Every generation of judges functions in the social context, in the Constitutional context of the time. The Constitution itself is an evolving document. My father delivered judgments in a host of other cases which he believed in at that point of time… We have delivered several judgements which suit our context today… Fifty years down the line, the Constitution would have evolved further. New concepts would come into play.
So I don’t think any generation of judges can claim a sense of immutability, that what we lay down would be the law for an indefinite future. We decide for our society here and now, to the best of our ability. And when I overruled my father’s judgment, it happened to be my father’s judgment. But it was a judgment, after all.
Were you waiting for an opportunity to overrule it?
Not in the least…When I actually completed writing that part of Puttaswamy, where I said that I am overruling ADM Jabalpur, I remember I told my secretary that we are stopping work for the day today. I came inside and said it’s time to go back and introspect.
I will be a hypocrite if I didn’t tell you that. Obviously, there is a certain personal element as well when you know who has written the judgment.
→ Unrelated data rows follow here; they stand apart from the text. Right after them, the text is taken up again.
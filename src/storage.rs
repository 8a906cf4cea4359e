//! Durable key-value storage for application state.
//!
//! Holds the connection list, the selected default model, per-provider API
//! keys and saved queries. The store is read at startup and written on every
//! mutation.
//!
//! # Default location
//!
//! `<data dir>/tablite/settings.json`, e.g. `~/.local/share/tablite/settings.json`
//! on Linux.

use crate::error::{AppError, AppResult};
use crate::llm::{Credentials, DEFAULT_MODEL, ProviderKind};
use async_trait::async_trait;
use serde::{Serialize, de::DeserializeOwned};
use serde_json::{Map, Value as JsonValue};
use std::collections::HashMap;
use std::path::{Path, PathBuf};
use tokio::sync::{Mutex, RwLock};
use tracing::debug;

pub const CONNECTIONS_KEY: &str = "connections";
pub const MODEL_KEY: &str = "model";

/// Key under which saved queries of one connection are stored.
pub fn queries_key(connection_id: &str) -> String {
    format!("queries:{}", connection_id)
}

/// Default path of the settings file.
pub fn default_store_path() -> PathBuf {
    dirs::data_dir()
        .map(|d| d.join("tablite"))
        .unwrap_or_else(|| PathBuf::from("./tablite_data"))
        .join("settings.json")
}

#[async_trait]
pub trait KeyValueStore: Send + Sync {
    async fn get(&self, key: &str) -> AppResult<Option<JsonValue>>;

    async fn set(&self, key: &str, value: JsonValue) -> AppResult<()>;

    async fn delete(&self, key: &str) -> AppResult<()>;
}

/// Typed access on top of any [`KeyValueStore`].
pub async fn get_typed<T: DeserializeOwned>(
    store: &dyn KeyValueStore,
    key: &str,
) -> AppResult<Option<T>> {
    match store.get(key).await? {
        Some(value) => serde_json::from_value(value)
            .map(Some)
            .map_err(|e| AppError::storage(format!("Malformed value for '{}': {}", key, e))),
        None => Ok(None),
    }
}

pub async fn set_typed<T: Serialize + ?Sized>(
    store: &dyn KeyValueStore,
    key: &str,
    value: &T,
) -> AppResult<()> {
    store.set(key, serde_json::to_value(value)?).await
}

/// A single JSON document on disk. Loaded lazily on first access.
#[derive(Debug)]
pub struct JsonFileStore {
    path: PathBuf,
    cache: RwLock<Option<Map<String, JsonValue>>>,
    write_lock: Mutex<()>,
}

impl JsonFileStore {
    pub fn new(path: impl Into<PathBuf>) -> Self {
        Self {
            path: path.into(),
            cache: RwLock::new(None),
            write_lock: Mutex::new(()),
        }
    }

    pub fn path(&self) -> &Path {
        &self.path
    }

    async fn read_document(&self) -> AppResult<Map<String, JsonValue>> {
        match tokio::fs::read_to_string(&self.path).await {
            Ok(text) if text.trim().is_empty() => Ok(Map::new()),
            Ok(text) => match serde_json::from_str::<JsonValue>(&text) {
                Ok(JsonValue::Object(map)) => Ok(map),
                Ok(_) => Err(AppError::storage(format!(
                    "Settings file '{}' is not a JSON object",
                    self.path.display()
                ))),
                Err(e) => Err(AppError::storage(format!(
                    "Failed to parse '{}': {}",
                    self.path.display(),
                    e
                ))),
            },
            Err(e) if e.kind() == std::io::ErrorKind::NotFound => Ok(Map::new()),
            Err(e) => Err(e.into()),
        }
    }

    async fn document(&self) -> AppResult<Map<String, JsonValue>> {
        {
            let cache = self.cache.read().await;
            if let Some(doc) = cache.as_ref() {
                return Ok(doc.clone());
            }
        }
        let mut cache = self.cache.write().await;
        if cache.is_none() {
            *cache = Some(self.read_document().await?);
        }
        Ok(cache.clone().unwrap_or_default())
    }

    async fn mutate(&self, apply: impl FnOnce(&mut Map<String, JsonValue>)) -> AppResult<()> {
        let _guard = self.write_lock.lock().await;
        let mut doc = self.document().await?;
        apply(&mut doc);

        if let Some(parent) = self.path.parent()
            && !parent.as_os_str().is_empty()
        {
            tokio::fs::create_dir_all(parent).await?;
        }
        let text = serde_json::to_string_pretty(&JsonValue::Object(doc.clone()))?;
        tokio::fs::write(&self.path, text).await?;
        debug!(path = %self.path.display(), "Settings written");

        *self.cache.write().await = Some(doc);
        Ok(())
    }
}

#[async_trait]
impl KeyValueStore for JsonFileStore {
    async fn get(&self, key: &str) -> AppResult<Option<JsonValue>> {
        Ok(self.document().await?.get(key).cloned())
    }

    async fn set(&self, key: &str, value: JsonValue) -> AppResult<()> {
        self.mutate(|doc| {
            doc.insert(key.to_string(), value);
        })
        .await
    }

    async fn delete(&self, key: &str) -> AppResult<()> {
        self.mutate(|doc| {
            doc.remove(key);
        })
        .await
    }
}

/// Volatile store, for tests and one-off sessions.
#[derive(Debug, Default)]
pub struct MemoryStore {
    values: RwLock<HashMap<String, JsonValue>>,
}

impl MemoryStore {
    pub fn new() -> Self {
        Self::default()
    }
}

#[async_trait]
impl KeyValueStore for MemoryStore {
    async fn get(&self, key: &str) -> AppResult<Option<JsonValue>> {
        Ok(self.values.read().await.get(key).cloned())
    }

    async fn set(&self, key: &str, value: JsonValue) -> AppResult<()> {
        self.values.write().await.insert(key.to_string(), value);
        Ok(())
    }

    async fn delete(&self, key: &str) -> AppResult<()> {
        self.values.write().await.remove(key);
        Ok(())
    }
}

// =============================================================================
// Typed settings
// =============================================================================

/// Model selection and provider keys as persisted in the store.
#[derive(Debug, Clone, Default, PartialEq, Eq)]
pub struct Settings {
    pub model: Option<String>,
    pub credentials: Credentials,
}

impl Settings {
    pub async fn load(store: &dyn KeyValueStore) -> AppResult<Self> {
        let model: Option<String> = get_typed(store, MODEL_KEY).await?;
        let mut credentials = Credentials::default();
        for provider in ProviderKind::ALL {
            if let Some(key) = get_typed::<String>(store, provider.settings_key()).await? {
                credentials.set(provider, key);
            }
        }
        Ok(Self {
            model: model.filter(|m| !m.is_empty()),
            credentials,
        })
    }

    /// Selected model, or the built-in default.
    pub fn model_or_default(&self) -> &str {
        self.model.as_deref().unwrap_or(DEFAULT_MODEL)
    }

    pub async fn save_model(store: &dyn KeyValueStore, model: &str) -> AppResult<()> {
        set_typed(store, MODEL_KEY, model).await
    }

    pub async fn save_api_key(
        store: &dyn KeyValueStore,
        provider: ProviderKind,
        key: &str,
    ) -> AppResult<()> {
        if key.is_empty() {
            store.delete(provider.settings_key()).await
        } else {
            set_typed(store, provider.settings_key(), key).await
        }
    }
}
But having said that, you overrule it because it’s a judgment. It’s part of your functions, part of your constitutional duty… But, as judges, we are also trained to control our emotions. That comes from years and years of training. You have to do what is right, irrespective of who is before you, who it’s affecting and in this case whose judgment you are overturning.
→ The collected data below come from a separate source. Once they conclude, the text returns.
//! Integration tests for the OpenAI-compatible chat client against a mock
//! provider.

use serde_json::json;
use tablite::AppError;
use tablite::llm::{
    ChatMessage, ChatModel, ChatRequest, OpenAiClient, ProviderKind, ResolvedProvider, ToolChoice,
    ToolDefinition,
};
use wiremock::matchers::{body_partial_json, header, method, path};
use wiremock::{Mock, MockServer, ResponseTemplate};

fn client(server: &MockServer) -> OpenAiClient {
    OpenAiClient::new(ResolvedProvider {
        kind: ProviderKind::DeepSeek,
        api_key: "sk-test".to_string(),
        base_url: format!("{}/v1", server.uri()),
        model: "deepseek-chat".to_string(),
    })
    .unwrap()
}

fn request() -> ChatRequest {
    ChatRequest::new("deepseek-chat", vec![ChatMessage::user("how many users?")])
}

#[tokio::test]
async fn test_complete_parses_content_and_tool_calls() {
    let server = MockServer::start().await;
    Mock::given(method("POST"))
        .and(path("/v1/chat/completions"))
        .and(header("authorization", "Bearer sk-test"))
        .and(body_partial_json(json!({
            "model": "deepseek-chat",
            "tool_choice": "required",
        })))
        .respond_with(ResponseTemplate::new(200).set_body_json(json!({
            "choices": [{
                "message": {
                    "role": "assistant",
                    "content": null,
                    "tool_calls": [{
                        "id": "call_1",
                        "type": "function",
                        "function": {"name": "Table", "arguments": "{\"rows\":[\"users\"]}"}
                    }]
                }
            }]
        })))
        .expect(1)
        .mount(&server)
        .await;

    let tool = ToolDefinition::function("Table", "Get relevant tables", json!({"type": "object"}));
    let completion = client(&server)
        .complete(request().with_tool(tool, ToolChoice::Required))
        .await
        .unwrap();
    assert_eq!(completion.content, "");
    assert_eq!(completion.tool_calls.len(), 1);
    assert_eq!(completion.tool_calls[0].name, "Table");
    assert_eq!(completion.tool_calls[0].arguments, r#"{"rows":["users"]}"#);
}

#[tokio::test]
async fn test_complete_plain_text() {
    let server = MockServer::start().await;
    Mock::given(method("POST"))
        .and(path("/v1/chat/completions"))
        .respond_with(ResponseTemplate::new(200).set_body_json(json!({
            "choices": [{"message": {"role": "assistant", "content": "```sql\nSELECT 1\n```"}}]
        })))
        .mount(&server)
        .await;

    let completion = client(&server).complete(request()).await.unwrap();
    assert_eq!(completion.content, "```sql\nSELECT 1\n```");
    assert!(completion.tool_calls.is_empty());
}

#[tokio::test]
async fn test_stream_yields_fragments_until_done() {
    let server = MockServer::start().await;
    let body = concat!(
        "data: {\"choices\":[{\"delta\":{\"role\":\"assistant\"}}]}\n\n",
        "data: {\"choices\":[{\"delta\":{\"content\":\"SELECT \"}}]}\n\n",
        ": keep-alive\n\n",
        "data: {\"choices\":[{\"delta\":{\"content\":\"COUNT(*) FROM users\"}}]}\n\n",
        "data: [DONE]\n\n",
        "data: {\"choices\":[{\"delta\":{\"content\":\" ignored\"}}]}\n\n",
    );
    Mock::given(method("POST"))
        .and(path("/v1/chat/completions"))
        .and(body_partial_json(json!({"stream": true})))
        .respond_with(
            ResponseTemplate::new(200)
                .insert_header("content-type", "text/event-stream")
                .set_body_string(body),
        )
        .mount(&server)
        .await;

    let stream = client(&server).stream(request()).await.unwrap();
    assert_eq!(stream.drain().await.unwrap(), "SELECT COUNT(*) FROM users");
}

#[tokio::test]
async fn test_error_status_carries_provider_message() {
    let server = MockServer::start().await;
    Mock::given(method("POST"))
        .and(path("/v1/chat/completions"))
        .respond_with(ResponseTemplate::new(401).set_body_json(json!({
            "error": {"message": "Authentication Fails, Your api key is invalid", "type": "authentication_error"}
        })))
        .mount(&server)
        .await;

    let err = client(&server).complete(request()).await.unwrap_err();
    assert_eq!(err.status(), Some(401));
    assert!(err.to_string().contains("api key is invalid"));
    assert!(!err.is_soft());
}

#[tokio::test]
async fn test_error_without_body_uses_reason() {
    let server = MockServer::start().await;
    Mock::given(method("POST"))
        .and(path("/v1/chat/completions"))
        .respond_with(ResponseTemplate::new(503))
        .mount(&server)
        .await;

    let err = client(&server).stream(request()).await.unwrap_err();
    match err {
        AppError::Model { status, message } => {
            assert_eq!(status, Some(503));
            assert_eq!(message, "Service Unavailable");
        }
        other => panic!("unexpected error {:?}", other),
    }
}
//! Database layer.
//!
//! This module provides database access functionality:
//! - Connection pools and cursors, one per connection URL
//! - The connection registry with persisted connection records
//! - Dialect-specific SQL templates
//! - Schema introspection
//! - Query execution with row caps and timing
//! - Synthesis of statements from in-place table edits

pub mod changes;
pub mod cursor;
pub mod dialect;
pub mod executor;
pub mod pool;
pub mod registry;
pub mod schema;
pub mod types;

pub use changes::{ApplyReport, PendingStatement, TableChanges};
pub use cursor::{Cursor, CursorOpener, SqlxCursor, SqlxOpener};
pub use dialect::{Comparison, SelectBuilder, SqlOperation, normalize_query_value, sql_for};
pub use executor::{CancellationToken, QueryExecutor};
pub use pool::{DbPool, PoolSettings};
pub use registry::ConnectionRegistry;
pub use schema::SchemaInspector;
What does decolonising the judiciary mean to you? Where should the change start?
The change has already begun… Can we say, for instance, that the face of the Indian judiciary today is the same as the face of the Indian judiciary 70 years ago? Not at all. We have Indianised our laws. We have Indianised our judicial system. When we say decolonisation or post-colonial society, what we really need to do is that you need to make the law and justice reach out to citizens.
Traditionally, if you look at the architecture of our colonial court buildings, it was intended to bring a sense of awe in citizens about the authority of power. That was part of colonial architecture because law was the means to govern, and perhaps even to oppress. Today we are talking of the law in a welfare state where the law is intended to facilitate people achieving a dignified life. So our effort to decolonise the Indian judiciary has already begun…silently, many, many years ago, in terms of the language which is allowed use in our courts… So we have our own home-grown system which has adapted, if not by design, at least by pressure of social circumstances. That process of decolonisation has substantially been underway.
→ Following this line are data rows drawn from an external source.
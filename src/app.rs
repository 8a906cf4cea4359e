//! Application root context.
//!
//! [`AppContext`] owns the settings store, the connection registry and the
//! query executor. Everything the binary does goes through it, and tests
//! build one over a [`MemoryStore`](crate::storage::MemoryStore) with a fake
//! opener or model.

use crate::agent::{Generation, Text2Sql, Text2SqlOptions};
use crate::db::{CancellationToken, ConnectionRegistry, Cursor, CursorOpener, QueryExecutor};
use crate::error::{AppError, AppResult};
use crate::llm::{ChatModel, Credentials, ProviderKind, ResolvedProvider, open_model, resolve};
use crate::models::{Backend, Connection, ConnectionId, QueryOutcome, SavedQuery, StepTracker};
use crate::storage::{KeyValueStore, Settings, get_typed, queries_key, set_typed};
use std::sync::Arc;
use tracing::{debug, info};

pub struct AppContext {
    store: Arc<dyn KeyValueStore>,
    registry: ConnectionRegistry,
    executor: QueryExecutor,
    options: Text2SqlOptions,
    model_override: Option<String>,
    credential_overrides: Credentials,
}

impl AppContext {
    /// Build the context and load the remembered connections.
    pub async fn open(
        store: Arc<dyn KeyValueStore>,
        opener: Arc<dyn CursorOpener>,
        executor: QueryExecutor,
    ) -> AppResult<Self> {
        let registry = ConnectionRegistry::new(Arc::clone(&store), opener);
        let loaded = registry.load().await?;
        debug!(connections = loaded, "Application context ready");
        Ok(Self {
            store,
            registry,
            executor,
            options: Text2SqlOptions::default(),
            model_override: None,
            credential_overrides: Credentials::default(),
        })
    }

    pub fn with_options(mut self, options: Text2SqlOptions) -> Self {
        self.options = options;
        self
    }

    /// Model used instead of the stored selection.
    pub fn with_model(mut self, model: Option<String>) -> Self {
        self.model_override = model.filter(|m| !m.is_empty());
        self
    }

    /// Keys taking precedence over the stored ones.
    pub fn with_credentials(mut self, credentials: Credentials) -> Self {
        self.credential_overrides = credentials;
        self
    }

    pub fn registry(&self) -> &ConnectionRegistry {
        &self.registry
    }

    pub fn executor(&self) -> &QueryExecutor {
        &self.executor
    }

    // =========================================================================
    // Settings
    // =========================================================================

    pub async fn selected_model(&self) -> AppResult<String> {
        if let Some(model) = &self.model_override {
            return Ok(model.clone());
        }
        let settings = Settings::load(self.store.as_ref()).await?;
        Ok(settings.model_or_default().to_string())
    }

    pub async fn set_model(&self, model: &str) -> AppResult<()> {
        let Some(provider) = ProviderKind::for_model(model) else {
            return Err(AppError::provider(format!("Unknown model '{}'", model)));
        };
        Settings::save_model(self.store.as_ref(), model).await?;
        info!(model = %model, provider = %provider, "Default model selected");
        Ok(())
    }

    /// Override keys first, then the stored ones.
    pub async fn credentials(&self) -> AppResult<Credentials> {
        let stored = Settings::load(self.store.as_ref()).await?.credentials;
        Ok(self.credential_overrides.clone().or(stored))
    }

    /// Store `key` for `provider`. An empty key removes the stored one.
    pub async fn set_api_key(&self, provider: ProviderKind, key: &str) -> AppResult<()> {
        let key = key.trim();
        if !key.is_empty() && !key.starts_with(provider.key_prefix()) {
            return Err(AppError::invalid_input(format!(
                "{} keys start with '{}'",
                provider,
                provider.key_prefix()
            )));
        }
        Settings::save_api_key(self.store.as_ref(), provider, key).await?;
        info!(provider = %provider, removed = key.is_empty(), "API key updated");
        Ok(())
    }

    /// Provider, endpoint and key for the selected model.
    pub async fn resolve_model(&self) -> AppResult<ResolvedProvider> {
        let model = self.selected_model().await?;
        resolve(&model, &self.credentials().await?)
    }

    // =========================================================================
    // Connections
    // =========================================================================

    pub async fn connect(
        &self,
        url: &str,
        alias: Option<String>,
        tags: Vec<String>,
    ) -> AppResult<ConnectionId> {
        self.registry.connect_with(url, alias, tags).await
    }

    pub async fn connections(&self) -> Vec<Connection> {
        self.registry.list_connections().await
    }

    /// Connection record named by id, alias or URL. URLs not seen before are
    /// connected and remembered.
    pub async fn resolve_connection(&self, conn: &str) -> AppResult<Connection> {
        if let Some(connection) = self.registry.find(conn).await {
            return Ok(connection);
        }
        if Backend::from_url(conn).is_none() {
            return Err(AppError::connection_not_found(conn));
        }
        let id = self.registry.connect(conn).await?;
        self.registry
            .find(id.as_str())
            .await
            .ok_or_else(|| AppError::connection_not_found(id.as_str()))
    }

    pub async fn cursor(&self, conn: &str) -> AppResult<Arc<dyn Cursor>> {
        let connection = self.resolve_connection(conn).await?;
        self.registry.cursor_or_connect(&connection.id()).await
    }

    // =========================================================================
    // Queries
    // =========================================================================

    pub async fn run_query(
        &self,
        conn: &str,
        sql: &str,
        cancel: &CancellationToken,
    ) -> AppResult<QueryOutcome> {
        let cursor = self.cursor(conn).await?;
        self.executor
            .execute_cancellable(cursor.as_ref(), sql, cancel)
            .await
    }

    pub async fn saved_queries(&self, conn: &str) -> AppResult<Vec<SavedQuery>> {
        let connection = self.resolve_connection(conn).await?;
        let key = queries_key(connection.id().as_str());
        Ok(get_typed(self.store.as_ref(), &key).await?.unwrap_or_default())
    }

    /// Save `sql` under `title`, replacing the query of the same title.
    pub async fn save_query(&self, conn: &str, title: &str, sql: &str) -> AppResult<SavedQuery> {
        if title.trim().is_empty() {
            return Err(AppError::invalid_input("Query title must not be empty"));
        }
        let connection = self.resolve_connection(conn).await?;
        let key = queries_key(connection.id().as_str());
        let mut queries: Vec<SavedQuery> =
            get_typed(self.store.as_ref(), &key).await?.unwrap_or_default();

        let saved = match queries.iter_mut().find(|q| q.title == title) {
            Some(existing) => {
                existing.set_sql(sql);
                existing.clone()
            }
            None => {
                let query = SavedQuery::new(title, sql);
                queries.push(query.clone());
                query
            }
        };
        set_typed(self.store.as_ref(), &key, &queries).await?;
        debug!(connection_id = %connection.id(), title = %title, "Query saved");
        Ok(saved)
    }

    // =========================================================================
    // Text to SQL
    // =========================================================================

    /// Generator for `conn` backed by `model`, configured from this context.
    pub async fn text2sql(&self, conn: &str, model: Arc<dyn ChatModel>) -> AppResult<Text2Sql> {
        let cursor = self.cursor(conn).await?;
        Ok(Text2Sql::new(model, cursor).with_options(self.options))
    }

    /// Answer `question` with the selected model.
    pub async fn ask(
        &self,
        conn: &str,
        question: &str,
        tracker: StepTracker,
        cancel: CancellationToken,
    ) -> AppResult<Generation> {
        let model = open_model(&self.selected_model().await?, &self.credentials().await?)?;
        self.text2sql(conn, model)
            .await?
            .with_tracker(tracker)
            .with_cancellation(cancel)
            .generate(question)
            .await
    }

    pub async fn close(&self) {
        self.registry.close_all().await;
    }
}

impl std::fmt::Debug for AppContext {
    fn fmt(&self, f: &mut std::fmt::Formatter<'_>) -> std::fmt::Result {
        f.debug_struct("AppContext")
            .field("registry", &self.registry)
            .field("options", &self.options)
            .field("model_override", &self.model_override)
            .finish_non_exhaustive()
    }
}

#[cfg(test)]
mod tests {
    use super::*;
    use crate::db::SqlxOpener;
    use crate::llm::DEFAULT_MODEL;
    use crate::storage::MemoryStore;
    use tempfile::NamedTempFile;

    async fn context() -> AppContext {
        AppContext::open(
            Arc::new(MemoryStore::new()),
            Arc::new(SqlxOpener::default()),
            QueryExecutor::new(),
        )
        .await
        .unwrap()
    }

    fn sqlite_url(file: &NamedTempFile) -> String {
        format!("sqlite:{}", file.path().display())
    }

    #[tokio::test]
    async fn test_model_selection() {
        let ctx = context().await;
        assert_eq!(ctx.selected_model().await.unwrap(), DEFAULT_MODEL);

        ctx.set_model("deepseek-chat").await.unwrap();
        assert_eq!(ctx.selected_model().await.unwrap(), "deepseek-chat");

        let err = ctx.set_model("gpt-0").await.unwrap_err();
        assert!(matches!(err, AppError::Provider { .. }));

        let ctx = ctx.with_model(Some("gemini-2.5-pro".to_string()));
        assert_eq!(ctx.selected_model().await.unwrap(), "gemini-2.5-pro");
    }

    #[tokio::test]
    async fn test_api_keys_and_overrides() {
        let ctx = context().await;
        assert!(ctx.set_api_key(ProviderKind::Google, "sk-wrong").await.is_err());
        ctx.set_api_key(ProviderKind::DeepSeek, "sk-stored").await.unwrap();

        let ctx = ctx.with_credentials(Credentials {
            deepseek: Some("sk-override".to_string()),
            ..Default::default()
        });
        ctx.set_model("deepseek-chat").await.unwrap();
        let resolved = ctx.resolve_model().await.unwrap();
        assert_eq!(resolved.kind, ProviderKind::DeepSeek);
        assert_eq!(resolved.api_key, "sk-override");
    }

    #[tokio::test]
    async fn test_missing_key_fails_resolution() {
        let ctx = context().await;
        let err = ctx.resolve_model().await.unwrap_err();
        assert!(matches!(err, AppError::Provider { .. }));
    }

    #[tokio::test]
    async fn test_resolve_connection_by_url_then_alias() {
        let file = NamedTempFile::new().unwrap();
        let ctx = context().await;
        let url = sqlite_url(&file);

        let id = ctx.connect(&url, Some("local".to_string()), vec![]).await.unwrap();
        assert_eq!(ctx.resolve_connection("local").await.unwrap().id(), id);
        assert_eq!(ctx.resolve_connection(&url).await.unwrap().id(), id);
        assert!(matches!(
            ctx.resolve_connection("nope").await.unwrap_err(),
            AppError::ConnectionNotFound { .. }
        ));
        ctx.close().await;
    }

    #[tokio::test]
    async fn test_saved_queries_replace_by_title() {
        let file = NamedTempFile::new().unwrap();
        let ctx = context().await;
        let url = sqlite_url(&file);

        ctx.save_query(&url, "all", "SELECT 1").await.unwrap();
        ctx.save_query(&url, "all", "SELECT 2").await.unwrap();
        ctx.save_query(&url, "other", "SELECT 3").await.unwrap();

        let saved = ctx.saved_queries(&url).await.unwrap();
        assert_eq!(saved.len(), 2);
        assert_eq!(saved[0].sql(), "SELECT 2");
        assert!(ctx.save_query(&url, " ", "SELECT 4").await.is_err());
        ctx.close().await;
    }

    #[tokio::test]
    async fn test_run_query() {
        let file = NamedTempFile::new().unwrap();
        let ctx = context().await;
        let url = sqlite_url(&file);
        let cancel = CancellationToken::new();

        ctx.run_query(&url, "CREATE TABLE t (id INTEGER PRIMARY KEY)", &cancel)
            .await
            .unwrap();
        ctx.run_query(&url, "INSERT INTO t (id) VALUES (1), (2)", &cancel)
            .await
            .unwrap();
        let outcome = ctx.run_query(&url, "SELECT id FROM t", &cancel).await.unwrap();
        assert_eq!(outcome.row_count(), 2);
        assert_eq!(outcome.sql, "SELECT id FROM t LIMIT 100");
        ctx.close().await;
    }
}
Now we are sort of institutionalising it by ensuring that our procedures are more attuned to what we see in life outside society.
Decolonising also in the way we write our judgments. When I write judgments, I make a conscious effort to ensure that they are not couched in very formal legal language. When I write, I always presume that my reader is not going to be just a lawyer or a judge who is very learned in law but a common citizen who is not a law student or a lawyer. This also means that we write in much simpler language in a manner which common citizens can understand.